St. Mary's Law Journal


Agricultural trade has always been particularly susceptible to governmental intervention and imposition of protectionist barriers. This Article explores the evolution of agricultural trade regulation between the United States and Mexico culminating in the proposed North American Free Trade Agreement (NAFTA). First, the Article reviews the existing regulatory framework governing United States-Mexico agricultural trade. The Article then highlights major, proposed revisions to this regime under the NAFTA and offers perspectives on the effect of these revisions upon the United States’ agricultural industry sectors. This analysis includes a commodity reference guide, which highlights specific commodity trade sectors and the NAFTA treatment of such sectors. The initial mixed reaction of the agricultural industry to the NAFTA signals a bumpy road ahead for final ratification of the agreement. The NAFTA leaves many important agricultural trade issues unresolved. Debate will ensue on forms of implementing legislation proposed to deal with related, important issues not expressly covered by the agreement. Other separate proposals to deal with food safety and environmental and infrastructure-development issues are also proliferating.

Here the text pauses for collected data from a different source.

//! Registration and password authentication over the user store

use argon2::{Argon2, PasswordHash, PasswordHasher, PasswordVerifier, password_hash::SaltString};
use common::{
    NewUser, Plan, StoreError, User,
    models::normalize_email,
    store::UserStore,
};
use std::sync::Arc;
use thiserror::Error;
use tracing::{info, warn};

use crate::validation::{validate_email, validate_password};

/// Errors from registration and login
#[derive(Error, Debug)]
pub enum CredentialError {
    #[error("{0}")]
    Validation(String),

    #[error("User already exists")]
    DuplicateUser,

    /// Unknown email or wrong password; the two are not distinguished
    #[error("Invalid credentials")]
    InvalidCredentials,

    #[error("Account is disabled")]
    AccountDisabled,

    #[error(transparent)]
    Store(#[from] StoreError),
}

/// Credential store: hashes passwords and checks them against stored users
#[derive(Clone)]
pub struct CredentialStore {
    users: Arc<dyn UserStore>,
    hasher: Argon2<'static>,
    /// Verified against when the email is unknown, so both failure paths hash
    dummy_hash: Arc<str>,
}

impl CredentialStore {
    /// Create a credential store with default Argon2 parameters
    pub fn new(users: Arc<dyn UserStore>) -> Result<Self, CredentialError> {
        Self::with_hasher(users, Argon2::default())
    }

    /// Create a credential store with a specific Argon2 instance
    pub fn with_hasher(
        users: Arc<dyn UserStore>,
        hasher: Argon2<'static>,
    ) -> Result<Self, CredentialError> {
        let dummy_hash = hash_password(&hasher, "dummy password for unknown users")?;
        Ok(Self {
            users,
            hasher,
            dummy_hash: dummy_hash.into(),
        })
    }

    /// Register a new user on the free plan
    pub async fn register(&self, email: &str, password: &str) -> Result<User, CredentialError> {
        let email = normalize_email(email);
        validate_email(&email).map_err(CredentialError::Validation)?;
        validate_password(password).map_err(CredentialError::Validation)?;

        let password_hash = hash_password(&self.hasher, password)?;

        let user = self
            .users
            .insert_user(NewUser {
                email,
                password_hash,
                plan: Plan::default(),
            })
            .await
            .map_err(|e| match e {
                StoreError::DuplicateUser => CredentialError::DuplicateUser,
                other => other.into(),
            })?;

        info!("Registered user {} on plan {}", user.email, user.plan);
        Ok(user)
    }

    /// Check an email/password pair and return the matching user
    pub async fn authenticate(&self, email: &str, password: &str) -> Result<User, CredentialError> {
        let email = normalize_email(email);

        let Some(user) = self.users.find_by_email(&email).await? else {
            // Burn the same hashing work as a real check.
            let _ = self.verify_password(&self.dummy_hash, password);
            return Err(CredentialError::InvalidCredentials);
        };

        if !self.verify_password(&user.password_hash, password)? {
            return Err(CredentialError::InvalidCredentials);
        }

        if !user.is_active {
            warn!("Login refused for disabled account {}", user.email);
            return Err(CredentialError::AccountDisabled);
        }

        Ok(user)
    }

    /// Look up an active user by email, e.g. when refreshing a session
    pub async fn active_user(&self, email: &str) -> Result<User, CredentialError> {
        let user = self
            .users
            .find_by_email(&normalize_email(email))
            .await?
            .ok_or(CredentialError::InvalidCredentials)?;

        if !user.is_active {
            return Err(CredentialError::AccountDisabled);
        }
        Ok(user)
    }

    fn verify_password(
        &self,
        password_hash: &str,
        password: &str,
    ) -> Result<bool, CredentialError> {
        let parsed_hash = PasswordHash::new(password_hash).map_err(|e| {
            StoreError::PasswordHash(format!("Failed to parse password hash: {}", e))
        })?;

        Ok(self
            .hasher
            .verify_password(password.as_bytes(), &parsed_hash)
            .is_ok())
    }
}

fn hash_password(hasher: &Argon2<'static>, password: &str) -> Result<String, CredentialError> {
    let salt = SaltString::generate(&mut rand::thread_rng());
    let hash = hasher
        .hash_password(password.as_bytes(), &salt)
        .map_err(|e| StoreError::PasswordHash(format!("Failed to hash password: {}", e)))?;
    Ok(hash.to_string())
}
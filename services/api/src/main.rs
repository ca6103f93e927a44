use anyhow::Result;
use std::sync::Arc;
use tracing::info;
use tracing_subscriber::{EnvFilter, FmtSubscriber};

mod assistant;
mod error;
mod middleware;
mod models;
mod routes;
mod state;

use common::{
    JwtConfig, TokenService, UsageLimiter,
    database::{self, DatabaseConfig},
    store::PgStore,
};

use crate::{assistant::EchoAssistant, state::AppState};

#[tokio::main]
async fn main() -> Result<()> {
    // Initialize logging
    let subscriber = FmtSubscriber::builder()
        .with_env_filter(
            EnvFilter::try_from_default_env().unwrap_or_else(|_| EnvFilter::new("info")),
        )
        .finish();

    tracing::subscriber::set_global_default(subscriber).expect("setting default subscriber failed");

    info!("Starting API service");

    // Tokens are verified with the same secret the auth service signs with
    let jwt_config = JwtConfig::from_env()?;
    let tokens = TokenService::new(&jwt_config)?;

    // Initialize database connection pool
    let db_config = DatabaseConfig::from_env()?;
    let pool = database::init_pool(&db_config).await?;

    // Check database connectivity
    if database::health_check(&pool).await? {
        info!("Database connection successful");
    } else {
        anyhow::bail!("Failed to connect to database");
    }

    database::run_migrations(&pool).await?;

    let store = Arc::new(PgStore::new(pool));
    let app_state = AppState {
        users: store.clone(),
        tokens,
        limiter: UsageLimiter::new(store.clone(), store),
        assistant: Arc::new(EchoAssistant),
    };

    info!("API service initialized successfully");

    // Start the web server
    let app = routes::create_router(app_state);

    let listener = tokio::net::TcpListener::bind("0.0.0.0:3001").await?;
    info!("API service listening on 0.0.0.0:3001");

    axum::serve(listener, app).await?;

    Ok(())
}
//! Custom error types for the API service

use axum::{
    Json,
    http::StatusCode,
    response::{IntoResponse, Response},
};
use common::{StoreError, UsageError};
use serde_json::json;
use thiserror::Error;
use tracing::error;

/// Custom error type for the API service
#[derive(Error, Debug)]
pub enum ApiError {
    /// Missing, malformed, expired or unknown credentials
    #[error("Unauthorized")]
    Unauthorized,

    /// Authenticated but not allowed, e.g. a disabled account
    #[error("Forbidden")]
    Forbidden,

    /// Bad request with message
    #[error("Bad request: {0}")]
    BadRequest(String),

    /// The balance does not cover the action; nothing was charged
    #[error("Insufficient credits")]
    InsufficientCredits,

    /// Internal server error
    #[error("Internal server error")]
    InternalServerError,
}

impl From<StoreError> for ApiError {
    fn from(err: StoreError) -> Self {
        match err {
            StoreError::InsufficientCredits => ApiError::InsufficientCredits,
            StoreError::AccountDisabled => ApiError::Forbidden,
            StoreError::UserNotFound => ApiError::Unauthorized,
            other => {
                error!("Store error: {}", other);
                ApiError::InternalServerError
            }
        }
    }
}

impl From<UsageError> for ApiError {
    fn from(err: UsageError) -> Self {
        match err {
            UsageError::Store(e) => e.into(),
            UsageError::Action(e) => {
                error!("Metered action failed: {:#}", e);
                ApiError::InternalServerError
            }
        }
    }
}

impl IntoResponse for ApiError {
    fn into_response(self) -> Response {
        let (status, error_message) = match self {
            ApiError::Unauthorized => (StatusCode::UNAUTHORIZED, "Unauthorized".to_string()),
            ApiError::Forbidden => (StatusCode::FORBIDDEN, "Forbidden".to_string()),
            ApiError::BadRequest(msg) => (StatusCode::BAD_REQUEST, msg),
            ApiError::InsufficientCredits => (
                StatusCode::PAYMENT_REQUIRED,
                "Insufficient credits".to_string(),
            ),
            ApiError::InternalServerError => (
                StatusCode::INTERNAL_SERVER_ERROR,
                "Internal server error".to_string(),
            ),
        };

        let body = Json(json!({
            "error": error_message,
        }));

        (status, body).into_response()
    }
}

/// Type alias for API results
pub type ApiResult<T> = Result<T, ApiError>;
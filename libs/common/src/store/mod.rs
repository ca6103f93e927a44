//! Credential store and usage ledger
//!
//! Both traits are implemented by [`PgStore`] for production and by
//! [`MemoryStore`] for tests and local experiments. Credit consumption is
//! atomic in both: a failed consume never changes the balance.

use async_trait::async_trait;
use uuid::Uuid;

use crate::error::StoreResult;
use crate::models::{NewUsageLog, NewUser, UsageLog, User};

pub mod memory;
pub mod postgres;

pub use memory::MemoryStore;
pub use postgres::PgStore;

/// Persistent account storage
#[async_trait]
pub trait UserStore: Send + Sync {
    /// Insert a new user; fails with `DuplicateUser` if the email is taken
    async fn insert_user(&self, new_user: NewUser) -> StoreResult<User>;

    /// Find a user by (normalized) email
    async fn find_by_email(&self, email: &str) -> StoreResult<Option<User>>;

    /// Atomically subtract `amount` credits and return the remaining balance.
    ///
    /// Fails with `InsufficientCredits`, `AccountDisabled` or `UserNotFound`
    /// without mutating anything.
    async fn consume_credits(&self, email: &str, amount: i64) -> StoreResult<i64>;

    /// Give back `amount` credits and return the new balance
    async fn refund_credits(&self, email: &str, amount: i64) -> StoreResult<i64>;

    /// Enable or disable an account
    async fn set_active(&self, email: &str, active: bool) -> StoreResult<()>;
}

/// Append-only usage audit trail
#[async_trait]
pub trait UsageLedger: Send + Sync {
    /// Record one completed metered action
    async fn append(&self, entry: NewUsageLog) -> StoreResult<UsageLog>;

    /// Most recent entries for a user, newest first
    async fn recent_for_user(&self, user_id: Uuid, limit: i64) -> StoreResult<Vec<UsageLog>>;
}
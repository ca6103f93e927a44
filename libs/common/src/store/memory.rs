//! In-process store used by tests and local experiments

use async_trait::async_trait;
use std::collections::HashMap;
use std::sync::Arc;
use tokio::sync::Mutex;
use uuid::Uuid;

use super::{UsageLedger, UserStore};
use crate::error::{StoreError, StoreResult};
use crate::models::{NewUsageLog, NewUser, UsageLog, User};

/// Store keeping users and usage logs in memory
///
/// Clones share the same underlying data.
#[derive(Debug, Clone, Default)]
pub struct MemoryStore {
    users: Arc<Mutex<HashMap<String, User>>>,
    usage: Arc<Mutex<Vec<UsageLog>>>,
}

impl MemoryStore {
    pub fn new() -> Self {
        Self::default()
    }

    /// Overwrite a user's balance
    pub async fn set_credits(&self, email: &str, credits: i64) -> StoreResult<()> {
        if credits < 0 {
            return Err(StoreError::InvalidAmount(credits));
        }
        let mut users = self.users.lock().await;
        let user = users.get_mut(email).ok_or(StoreError::UserNotFound)?;
        user.credits = credits;
        Ok(())
    }
}

#[async_trait]
impl UserStore for MemoryStore {
    async fn insert_user(&self, new_user: NewUser) -> StoreResult<User> {
        let mut users = self.users.lock().await;
        if users.contains_key(&new_user.email) {
            return Err(StoreError::DuplicateUser);
        }

        let user = new_user.into_user();
        users.insert(user.email.clone(), user.clone());
        Ok(user)
    }

    async fn find_by_email(&self, email: &str) -> StoreResult<Option<User>> {
        Ok(self.users.lock().await.get(email).cloned())
    }

    async fn consume_credits(&self, email: &str, amount: i64) -> StoreResult<i64> {
        if amount <= 0 {
            return Err(StoreError::InvalidAmount(amount));
        }

        // The lock is held across the check and the decrement.
        let mut users = self.users.lock().await;
        let user = users.get_mut(email).ok_or(StoreError::UserNotFound)?;

        if !user.is_active {
            return Err(StoreError::AccountDisabled);
        }
        if user.credits < amount {
            return Err(StoreError::InsufficientCredits);
        }

        user.credits -= amount;
        Ok(user.credits)
    }

    async fn refund_credits(&self, email: &str, amount: i64) -> StoreResult<i64> {
        if amount <= 0 {
            return Err(StoreError::InvalidAmount(amount));
        }

        let mut users = self.users.lock().await;
        let user = users.get_mut(email).ok_or(StoreError::UserNotFound)?;
        user.credits += amount;
        Ok(user.credits)
    }

    async fn set_active(&self, email: &str, active: bool) -> StoreResult<()> {
        let mut users = self.users.lock().await;
        let user = users.get_mut(email).ok_or(StoreError::UserNotFound)?;
        user.is_active = active;
        Ok(())
    }
}

#[async_trait]
impl UsageLedger for MemoryStore {
    async fn append(&self, entry: NewUsageLog) -> StoreResult<UsageLog> {
        if entry.tokens <= 0 {
            return Err(StoreError::InvalidAmount(entry.tokens));
        }

        let log = entry.into_log();
        self.usage.lock().await.push(log.clone());
        Ok(log)
    }

    async fn recent_for_user(&self, user_id: Uuid, limit: i64) -> StoreResult<Vec<UsageLog>> {
        let limit = usize::try_from(limit).unwrap_or(0);
        let usage = self.usage.lock().await;

        Ok(usage
            .iter()
            .rev()
            .filter(|log| log.user_id == user_id)
            .take(limit)
            .cloned()
            .collect())
    }
}
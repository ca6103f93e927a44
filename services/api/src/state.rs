//! Application state shared across handlers

use common::{TokenService, UsageLimiter, store::UserStore};
use std::sync::Arc;

use crate::assistant::Assistant;

/// Application state shared across handlers
#[derive(Clone)]
pub struct AppState {
    pub users: Arc<dyn UserStore>,
    pub tokens: TokenService,
    pub limiter: UsageLimiter,
    pub assistant: Arc<dyn Assistant>,
}
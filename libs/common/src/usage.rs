//! Credit metering for protected actions

use std::future::Future;
use std::sync::Arc;
use thiserror::Error;
use tracing::{error, info, warn};
use uuid::Uuid;

use crate::error::StoreError;
use crate::models::{NewUsageLog, UsageLog, User};
use crate::store::{UsageLedger, UserStore};

/// Errors from a metered action
#[derive(Error, Debug)]
pub enum UsageError {
    /// The action was not started
    #[error(transparent)]
    Store(#[from] StoreError),

    /// The action ran and failed; its credits were refunded
    #[error("Metered action failed: {0}")]
    Action(#[source] anyhow::Error),
}

/// Output of a metered action
#[derive(Debug)]
pub struct Metered<T> {
    pub output: T,
    pub credits_remaining: i64,
    pub log: UsageLog,
}

/// Gatekeeper between a user's balance and the actions it pays for
#[derive(Clone)]
pub struct UsageLimiter {
    users: Arc<dyn UserStore>,
    ledger: Arc<dyn UsageLedger>,
}

impl UsageLimiter {
    pub fn new(users: Arc<dyn UserStore>, ledger: Arc<dyn UsageLedger>) -> Self {
        Self { users, ledger }
    }

    /// Take `amount` credits from the user or fail without touching the balance
    pub async fn check_and_consume(&self, email: &str, amount: i64) -> Result<i64, StoreError> {
        if amount <= 0 {
            return Err(StoreError::InvalidAmount(amount));
        }
        self.users.consume_credits(email, amount).await
    }

    /// Pay for and run `action`, recording the usage once it succeeds
    pub async fn run_metered<T, F, Fut>(
        &self,
        user: &User,
        action: &str,
        amount: i64,
        f: F,
    ) -> Result<Metered<T>, UsageError>
    where
        F: FnOnce() -> Fut,
        Fut: Future<Output = anyhow::Result<T>>,
    {
        let remaining = self.check_and_consume(&user.email, amount).await?;

        let output = match f().await {
            Ok(output) => output,
            Err(e) => {
                warn!(
                    "Action {} failed for {}, refunding {} credits",
                    action, user.email, amount
                );
                self.refund(&user.email, amount).await;
                return Err(UsageError::Action(e));
            }
        };

        let entry = NewUsageLog {
            user_id: user.id,
            action: action.to_string(),
            tokens: amount,
        };
        let log = match self.ledger.append(entry).await {
            Ok(log) => log,
            Err(e) => {
                error!(
                    "Failed to record {} usage for {}, refunding {} credits: {}",
                    action, user.email, amount, e
                );
                self.refund(&user.email, amount).await;
                return Err(e.into());
            }
        };

        info!(
            "User {} spent {} credits on {} ({} left)",
            user.email, amount, action, remaining
        );

        Ok(Metered {
            output,
            credits_remaining: remaining,
            log,
        })
    }

    async fn refund(&self, email: &str, amount: i64) {
        if let Err(e) = self.users.refund_credits(email, amount).await {
            error!("Failed to refund credits for {}: {}", email, e);
        }
    }

    /// Most recent usage for a user
    pub async fn history(&self, user_id: Uuid, limit: i64) -> Result<Vec<UsageLog>, StoreError> {
        self.ledger.recent_for_user(user_id, limit).await
    }
}
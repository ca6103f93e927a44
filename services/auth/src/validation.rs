//! Input validation utilities

use regex::Regex;
use std::sync::OnceLock;

/// Validate email
pub fn validate_email(email: &str) -> Result<(), String> {
    if email.is_empty() {
        return Err("Email is required".to_string());
    }

    if email.len() > 254 {
        return Err("Email must be at most 254 characters long".to_string());
    }

    static EMAIL_REGEX: OnceLock<Regex> = OnceLock::new();
    let regex = EMAIL_REGEX.get_or_init(|| {
        Regex::new(r"^[a-zA-Z0-9._%+-]+@[a-zA-Z0-9.-]+\.[a-zA-Z]{2,}$")
            .expect("Failed to compile email regex")
    });

    if !regex.is_match(email) {
        return Err("Invalid email format".to_string());
    }

    Ok(())
}

/// Validate password
///
/// Passwords need 8 to 128 characters with at least one letter and one digit.
pub fn validate_password(password: &str) -> Result<(), String> {
    if password.is_empty() {
        return Err("Password is required".to_string());
    }

    let length = password.chars().count();
    if length < 8 {
        return Err("Password must be at least 8 characters long".to_string());
    }

    if length > 128 {
        return Err("Password must be at most 128 characters long".to_string());
    }

    if !password.chars().any(|c| c.is_alphabetic()) {
        return Err("Password must contain at least one letter".to_string());
    }

    if !password.chars().any(|c| c.is_ascii_digit()) {
        return Err("Password must contain at least one digit".to_string());
    }

    Ok(())
}
//! Common library for the credit-metered access services
//!
//! This crate provides the pieces shared by the authentication and API
//! services: the account data model, the credential store, token issuing
//! and verification, credit metering, and database connectivity.

pub mod database;
pub mod error;
pub mod jwt;
pub mod models;
pub mod store;
pub mod usage;

pub use error::{DatabaseError, StoreError};
pub use jwt::{JwtConfig, TokenError, TokenKind, TokenService};
pub use models::{NewUsageLog, NewUser, Plan, UsageLog, User};
pub use usage::{Metered, UsageError, UsageLimiter};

This underlines the fact that the NAFTA will in no way resolve all non-tariff trade barrier issues between the United States and Mexico. Furthermore, many of these issues, particularly relating to the reduction of trade subsidies, probably cannot be resolved in a bilateral context, but must await progress in the GATT negotiations. Still, the NAFTA represents a positive, substantial step forward in the evolution of United States-Mexico trade relations and represents a basis for the development of a new and lasting partnership.